Novel sites of A-to-I RNA editing in the mammalian brain

Abstract: The number of protein-coding genes are likely not sufficient to account for the complexity of higher organisms. It is plausible that the proteome is responsible for the complexity of an organism.An important mechanism that increases the protein variability is post-transcriptional modifications that alter the pre-mRNA sequence from that encoded in the genome. In this thesis work I have been focusing on a post-transcriptional process where adenosine (A) is deaminated to inosine (I), A-to-I RNA editing. Inosine is read as a guanosine (G) by the translation machinery, editing within coding regions can therefore give rise to more than one protein isoform from a single gene. A-to-I RNA editing is catalyzed by members of the ADAR enzyme family. ADARs have been found in all metazoans tested and two active ADAR proteins, ADAR1 and ADAR2, have been found in mammals.

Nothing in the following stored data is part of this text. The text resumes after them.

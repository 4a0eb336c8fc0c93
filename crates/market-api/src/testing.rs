use std::sync::Arc;
use std::sync::atomic::{AtomicUsize, Ordering};

use axum::{
    Router,
    body::Body,
    http::{Method, Request, StatusCode, header::CONTENT_TYPE},
};
use http_body_util::BodyExt;
use serde_json::Value;
use tower::ServiceExt;

use market_db::models::{ListingUpdate, NewListing};
use market_db::{Database, ListingStore};
use market_types::{Listing, ObjectId, Password};

use crate::{AppStateInner, router};

/// In-memory store that counts every call made against it.
pub(crate) struct CountingStore {
    inner: Database,
    calls: AtomicUsize,
}

impl CountingStore {
    pub(crate) fn new() -> Self {
        Self {
            inner: Database::open_in_memory().unwrap(),
            calls: AtomicUsize::new(0),
        }
    }

    pub(crate) fn calls(&self) -> usize {
        self.calls.load(Ordering::SeqCst)
    }

    fn hit(&self) {
        self.calls.fetch_add(1, Ordering::SeqCst);
    }
}

impl ListingStore for CountingStore {
    fn create(&self, listing: NewListing) -> anyhow::Result<Listing> {
        self.hit();
        self.inner.create(listing)
    }

    fn find(&self) -> anyhow::Result<Vec<Listing>> {
        self.hit();
        self.inner.find()
    }

    fn find_one(&self, id: &ObjectId) -> anyhow::Result<Option<Listing>> {
        self.hit();
        self.inner.find_one(id)
    }

    fn update_one(&self, id: &ObjectId, update: ListingUpdate) -> anyhow::Result<u64> {
        self.hit();
        self.inner.update_one(id, update)
    }

    fn delete_one(&self, id: &ObjectId) -> anyhow::Result<u64> {
        self.hit();
        self.inner.delete_one(id)
    }
}

/// Store whose every call fails, standing in for a lost database.
pub(crate) struct BrokenStore;

impl ListingStore for BrokenStore {
    fn create(&self, _: NewListing) -> anyhow::Result<Listing> {
        anyhow::bail!("database is locked")
    }

    fn find(&self) -> anyhow::Result<Vec<Listing>> {
        anyhow::bail!("database is locked")
    }

    fn find_one(&self, _: &ObjectId) -> anyhow::Result<Option<Listing>> {
        anyhow::bail!("database is locked")
    }

    fn update_one(&self, _: &ObjectId, _: ListingUpdate) -> anyhow::Result<u64> {
        anyhow::bail!("database is locked")
    }

    fn delete_one(&self, _: &ObjectId) -> anyhow::Result<u64> {
        anyhow::bail!("database is locked")
    }
}

/// Store where every listing disappears right after it is looked up, as if
/// another client deleted it between lookup and write.
pub(crate) struct VanishingStore {
    inner: Database,
}

impl VanishingStore {
    /// Insert the listing every test works on (password 1234).
    pub(crate) fn seed(&self) -> ObjectId {
        self.inner
            .create(NewListing {
                title: "Phone".into(),
                content: "used".into(),
                author: "Alice".into(),
                password: Password::new(1234),
            })
            .unwrap()
            .id
    }
}

impl ListingStore for VanishingStore {
    fn create(&self, listing: NewListing) -> anyhow::Result<Listing> {
        self.inner.create(listing)
    }

    fn find(&self) -> anyhow::Result<Vec<Listing>> {
        self.inner.find()
    }

    fn find_one(&self, id: &ObjectId) -> anyhow::Result<Option<Listing>> {
        let found = self.inner.find_one(id)?;
        self.inner.delete_one(id)?;
        Ok(found)
    }

    fn update_one(&self, id: &ObjectId, update: ListingUpdate) -> anyhow::Result<u64> {
        self.inner.update_one(id, update)
    }

    fn delete_one(&self, id: &ObjectId) -> anyhow::Result<u64> {
        self.inner.delete_one(id)
    }
}

pub(crate) fn vanishing_app() -> (Router, Arc<VanishingStore>) {
    let store = Arc::new(VanishingStore {
        inner: Database::open_in_memory().unwrap(),
    });
    let app = router(AppStateInner::new(store.clone()));
    (app, store)
}

pub(crate) fn counting_app() -> (Router, Arc<CountingStore>) {
    let store = Arc::new(CountingStore::new());
    let app = router(AppStateInner::new(store.clone()));
    (app, store)
}

pub(crate) fn broken_app() -> Router {
    router(AppStateInner::new(Arc::new(BrokenStore)))
}

pub(crate) async fn send(
    app: &Router,
    method: Method,
    uri: &str,
    body: Option<Value>,
) -> (StatusCode, Value) {
    let mut builder = Request::builder().method(method).uri(uri);
    let body = match body {
        Some(json) => {
            builder = builder.header(CONTENT_TYPE, "application/json");
            Body::from(json.to_string())
        }
        None => Body::empty(),
    };

    let response = app.clone().oneshot(builder.body(body).unwrap()).await.unwrap();
    let status = response.status();
    let bytes = response.into_body().collect().await.unwrap().to_bytes();
    let json = serde_json::from_slice(&bytes).unwrap_or(Value::Null);
    (status, json)
}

However, recoding by A-to-I editing is a rarely found event in mammals.To detect novel substrates for A-to-I editing we developed an experimental approach to pull down ADAR2 substrates using immunoprecipitations. The captured RNAs were identified by microarray analysis. In this thesis two novel substrates for A-to-I editing are presented that were found using our IP-array approach, in combination with bioinformatic techniques.The transcript coding for the GABAA receptor subunit α3 (Gabra-3) was found to be selectively edited by both ADAR1 and ADAR2. Editing of Gabra-3 recodes an isoleucine to a methionine and it was found to have a negative effect on the Gabra-3 assembly into the receptor. Moreover, the mouse specific CTN-RNA that codes for the CAT2 Transcribed Nuclear-RNA was shown to be hyper-edited by ADAR2.In conclusion, this thesis work has resulted in an experimental method that extracts ADAR substrates. Two novel editing substrates were discovered. Our data adds additional evidence to the fact that RNA editing is of principal significance for a functional brain.